Saved data entries
__________

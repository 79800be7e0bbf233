use std::{
    io::{Read, Write},
    net::TcpListener,
    sync::{
        Arc, Mutex,
        atomic::{AtomicUsize, Ordering},
    },
    time::Duration,
};

use async_trait::async_trait;
use gavel::{
    acquire::RepositoryAcquirer,
    error::{GradeError, PersistenceError},
    github::GitHubClient,
    grade::{Grader, ModuleRubric, RecordContent, Submission},
    quality::{AiQualityScorer, CompletionBackend},
    store::{RecordStatus, RecordStore, ReviewRecord},
    structural::StructuralConfig,
};

/// Serves every incoming request with the same zip archive, forever.
fn serve_archive(archive: Vec<u8>) -> String {
    let listener = TcpListener::bind("127.0.0.1:0").expect("bind test server");
    let base = format!("http://{}", listener.local_addr().expect("local addr"));

    std::thread::spawn(move || {
        for stream in listener.incoming() {
            let Ok(mut stream) = stream else { break };
            let mut buf = [0u8; 4096];
            let _ = stream.read(&mut buf);
            let header = format!(
                "HTTP/1.1 200 OK\r\nContent-Type: application/zip\r\nContent-Length: \
                 {}\r\nConnection: close\r\n\r\n",
                archive.len()
            );
            let _ = stream.write_all(header.as_bytes());
            let _ = stream.write_all(&archive);
        }
    });

    base
}

/// A zipball-shaped archive: one root folder wrapping the submission.
fn submission_archive() -> Vec<u8> {
    use zip::write::SimpleFileOptions;

    let mut cursor = std::io::Cursor::new(Vec::new());
    {
        let mut writer = zip::ZipWriter::new(&mut cursor);
        let options = SimpleFileOptions::default();
        writer.add_directory("site-main/", options).unwrap();
        writer.add_directory("site-main/Scripts/", options).unwrap();
        writer.start_file("site-main/Scripts/index.js", options).unwrap();
        writer
            .write_all(b"function greet(name) {\n  return `hello ${name}`;\n}\n")
            .unwrap();
        writer.start_file("site-main/index.html", options).unwrap();
        writer.write_all(b"<html></html>").unwrap();
        writer.finish().unwrap();
    }
    cursor.into_inner()
}

struct CountingBackend {
    calls:    Arc<AtomicUsize>,
    response: String,
}

#[async_trait]
impl CompletionBackend for CountingBackend {
    async fn complete(
        &self,
        _system: &str,
        _user: &str,
        _max_tokens: u32,
    ) -> anyhow::Result<String> {
        self.calls.fetch_add(1, Ordering::SeqCst);
        Ok(self.response.clone())
    }
}

#[derive(Default)]
struct MemoryStore {
    rows:       Mutex<Vec<ReviewRecord>>,
    fail_reads: bool,
    fail_writes: bool,
}

#[async_trait]
impl RecordStore for MemoryStore {
    async fn create(&self, record: &ReviewRecord) -> Result<(), PersistenceError> {
        if self.fail_writes {
            return Err(PersistenceError::Backend {
                message: "store rejected the write".to_string(),
            });
        }
        self.rows.lock().unwrap().push(record.clone());
        Ok(())
    }

    async fn find_latest(
        &self,
        repo_key: &str,
        branch_name: &str,
        submitter_id: Option<&str>,
    ) -> Result<Option<ReviewRecord>, PersistenceError> {
        if self.fail_reads {
            return Err(PersistenceError::Backend {
                message: "store is unavailable".to_string(),
            });
        }
        let rows = self.rows.lock().unwrap();
        Ok(rows
            .iter()
            .filter(|row| {
                row.repo_key == repo_key
                    && row.branch_name == branch_name
                    && row.submitter_id.as_deref() == submitter_id
            })
            .max_by_key(|row| row.created_at)
            .cloned())
    }

    async fn find_by_id(&self, id: &str) -> Result<ReviewRecord, PersistenceError> {
        self.rows
            .lock()
            .unwrap()
            .iter()
            .find(|row| row.id == id)
            .cloned()
            .ok_or_else(|| PersistenceError::NotFound { id: id.to_string() })
    }

    async fn update_status(
        &self,
        id: &str,
        status: RecordStatus,
    ) -> Result<ReviewRecord, PersistenceError> {
        let mut rows = self.rows.lock().unwrap();
        let row = rows
            .iter_mut()
            .find(|row| row.id == id)
            .ok_or_else(|| PersistenceError::NotFound { id: id.to_string() })?;
        row.status = status;
        row.updated_at = chrono::Utc::now();
        Ok(row.clone())
    }

    async fn count(&self, status: Option<RecordStatus>) -> Result<u64, PersistenceError> {
        let rows = self.rows.lock().unwrap();
        Ok(rows
            .iter()
            .filter(|row| status.is_none_or(|s| row.status == s))
            .count() as u64)
    }

    async fn list_pending(&self) -> Result<Vec<ReviewRecord>, PersistenceError> {
        let rows = self.rows.lock().unwrap();
        Ok(rows
            .iter()
            .filter(|row| row.status == RecordStatus::Pending)
            .cloned()
            .collect())
    }
}

fn rubric() -> ModuleRubric {
    ModuleRubric {
        structural: StructuralConfig {
            module_name:          "Fixture".to_string(),
            required_directories: vec!["Scripts".to_string()],
            required_files:       vec!["Scripts/index.js".to_string()],
            directory_points:     5,
            file_points:          5,
            max_score:            10,
        },
        entry_file: "Scripts/index.js".to_string(),
        criteria:   "Evaluate readability.".to_string(),
    }
}

fn submission() -> Submission {
    Submission {
        repository_url:      "https://github.com/octo/site".to_string(),
        branch_name:         "main".to_string(),
        custom_instructions: "Grade for readability.".to_string(),
        submitter_id:        Some("jane".to_string()),
    }
}

struct Pipeline {
    grader:  Grader,
    calls:   Arc<AtomicUsize>,
    store:   Arc<MemoryStore>,
    staging: tempfile::TempDir,
}

fn pipeline(api_base: &str, ai_response: &str, store: MemoryStore) -> Pipeline {
    let http = reqwest::Client::builder().no_proxy().build().expect("client");
    let github = GitHubClient::new(http, api_base.to_string(), None);
    let staging = tempfile::tempdir().expect("staging dir");
    let acquirer = RepositoryAcquirer::new(
        github,
        staging.path().to_path_buf(),
        Duration::from_secs(10),
        10 * 1024 * 1024,
    );

    let calls = Arc::new(AtomicUsize::new(0));
    let backend = CountingBackend {
        calls:    Arc::clone(&calls),
        response: ai_response.to_string(),
    };
    let scorer = AiQualityScorer::new(
        Some(Arc::new(backend)),
        "General".to_string(),
        Duration::from_secs(10),
    );

    let store = Arc::new(store);
    let grader = Grader::new(acquirer, scorer, Some(store.clone() as Arc<dyn RecordStore>));
    Pipeline {
        grader,
        calls,
        store,
        staging,
    }
}

#[tokio::test]
async fn module_grading_runs_end_to_end_and_persists() {
    let base = serve_archive(submission_archive());
    let p = pipeline(&base, r#"{"score": 45, "feedback": "tidy code"}"#, MemoryStore::default());

    let report = p.grader.grade_module(&submission(), &rubric()).await.expect("grade");

    assert!(!report.already_graded);
    assert_eq!(report.structural.score, 10);
    assert_eq!(report.ai_quality.score, 45);
    assert_eq!(report.summary.total_score, 55);
    assert_eq!(report.summary.max_total_score, 70);
    assert_eq!(report.summary.percentage, 78.57);
    assert_eq!(p.calls.load(Ordering::SeqCst), 1);

    // The persisted blob re-parses to the exact sections of the report.
    let rows = p.store.rows.lock().unwrap();
    assert_eq!(rows.len(), 1);
    let content: RecordContent = serde_json::from_str(&rows[0].content).expect("parse blob");
    assert_eq!(content.structural, report.structural);
    assert_eq!(content.ai_quality, report.ai_quality);
    assert_eq!(content.summary, report.summary);
    assert_eq!(rows[0].score_summary, "55/70");
    assert_eq!(rows[0].status, RecordStatus::Pending);
}

#[tokio::test]
async fn second_identical_call_hits_the_dedup_gate() {
    let base = serve_archive(submission_archive());
    let p = pipeline(&base, r#"{"score": 45, "feedback": "tidy code"}"#, MemoryStore::default());

    let first = p.grader.grade_module(&submission(), &rubric()).await.expect("first");
    let second = p.grader.grade_module(&submission(), &rubric()).await.expect("second");

    assert!(!first.already_graded);
    assert!(second.already_graded);
    assert_eq!(second.record_id, first.record_id);
    assert_eq!(second.summary, first.summary);
    // The AI backend ran exactly once across both calls.
    assert_eq!(p.calls.load(Ordering::SeqCst), 1);
    assert_eq!(p.store.rows.lock().unwrap().len(), 1);
}

#[tokio::test]
async fn different_submitter_is_a_different_dedup_key() {
    let base = serve_archive(submission_archive());
    let p = pipeline(&base, r#"{"score": 45, "feedback": "tidy code"}"#, MemoryStore::default());

    p.grader.grade_module(&submission(), &rubric()).await.expect("first");

    let mut other = submission();
    other.submitter_id = None;
    let report = p.grader.grade_module(&other, &rubric()).await.expect("second");

    assert!(!report.already_graded);
    assert_eq!(p.calls.load(Ordering::SeqCst), 2);
}

#[tokio::test]
async fn dedup_read_failure_fails_open() {
    let base = serve_archive(submission_archive());
    let store = MemoryStore {
        fail_reads: true,
        ..MemoryStore::default()
    };
    let p = pipeline(&base, r#"{"score": 45, "feedback": "tidy code"}"#, store);

    let report = p.grader.grade_module(&submission(), &rubric()).await.expect("grade");

    assert!(!report.already_graded);
    assert_eq!(p.calls.load(Ordering::SeqCst), 1);
    assert_eq!(p.store.rows.lock().unwrap().len(), 1);
}

#[tokio::test]
async fn final_save_failure_surfaces() {
    let base = serve_archive(submission_archive());
    let store = MemoryStore {
        fail_writes: true,
        ..MemoryStore::default()
    };
    let p = pipeline(&base, r#"{"score": 45, "feedback": "tidy code"}"#, store);

    let err = p.grader.grade_module(&submission(), &rubric()).await.unwrap_err();
    assert!(matches!(err, GradeError::Persistence(_)));
}

#[tokio::test]
async fn scorer_failure_degrades_to_zero_score_and_still_cleans_up() {
    let base = serve_archive(submission_archive());
    let p = pipeline(&base, "not json at all", MemoryStore::default());

    let report = p.grader.grade_module(&submission(), &rubric()).await.expect("grade");

    assert!(report.ai_quality.failed);
    assert_eq!(report.ai_quality.score, 0);
    assert_eq!(report.structural.score, 10);
    assert_eq!(report.summary.total_score, 10);

    // The workspace guard removed the downloaded archive and tree.
    let leftovers: Vec<_> = std::fs::read_dir(p.staging.path()).expect("read staging").collect();
    assert!(leftovers.is_empty(), "staging dir should be empty: {leftovers:?}");
}

#[tokio::test]
async fn custom_grading_scores_the_whole_bundle() {
    let base = serve_archive(submission_archive());
    let p = pipeline(
        &base,
        r#"{"score": 82, "feedback": "solid", "passed": ["modular"], "errors": []}"#,
        MemoryStore::default(),
    );

    let report = p.grader.grade_submission(&submission()).await.expect("grade");

    assert_eq!(report.ai_quality.max_score, 100);
    assert_eq!(report.ai_quality.score, 82);
    assert_eq!(report.structural.max_score, 0);
    assert_eq!(report.summary.max_total_score, 100);
    assert_eq!(report.summary.percentage, 82.0);
    assert!(report.ai_quality.feedback.contains("Analyzed 2 file(s)"));
}

#[tokio::test]
async fn validation_failures_do_no_work() {
    let base = serve_archive(submission_archive());
    let p = pipeline(&base, r#"{"score": 45, "feedback": "x"}"#, MemoryStore::default());

    let mut bad = submission();
    bad.repository_url = "https://example.com/owner/repo".to_string();
    let err = p.grader.grade_submission(&bad).await.unwrap_err();

    assert!(matches!(err, GradeError::Validation(_)));
    assert_eq!(p.calls.load(Ordering::SeqCst), 0);
    assert_eq!(p.store.rows.lock().unwrap().len(), 0);
}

__________

### TASK TO CARRY OUT
Select and copy each line from the data that includes the word "https".

### PROBLEM SOLUTION
        repository_url:      "https://github.com/octo/site".to_string(),
    bad.repository_url = "https://example.com/owner/repo".to_string();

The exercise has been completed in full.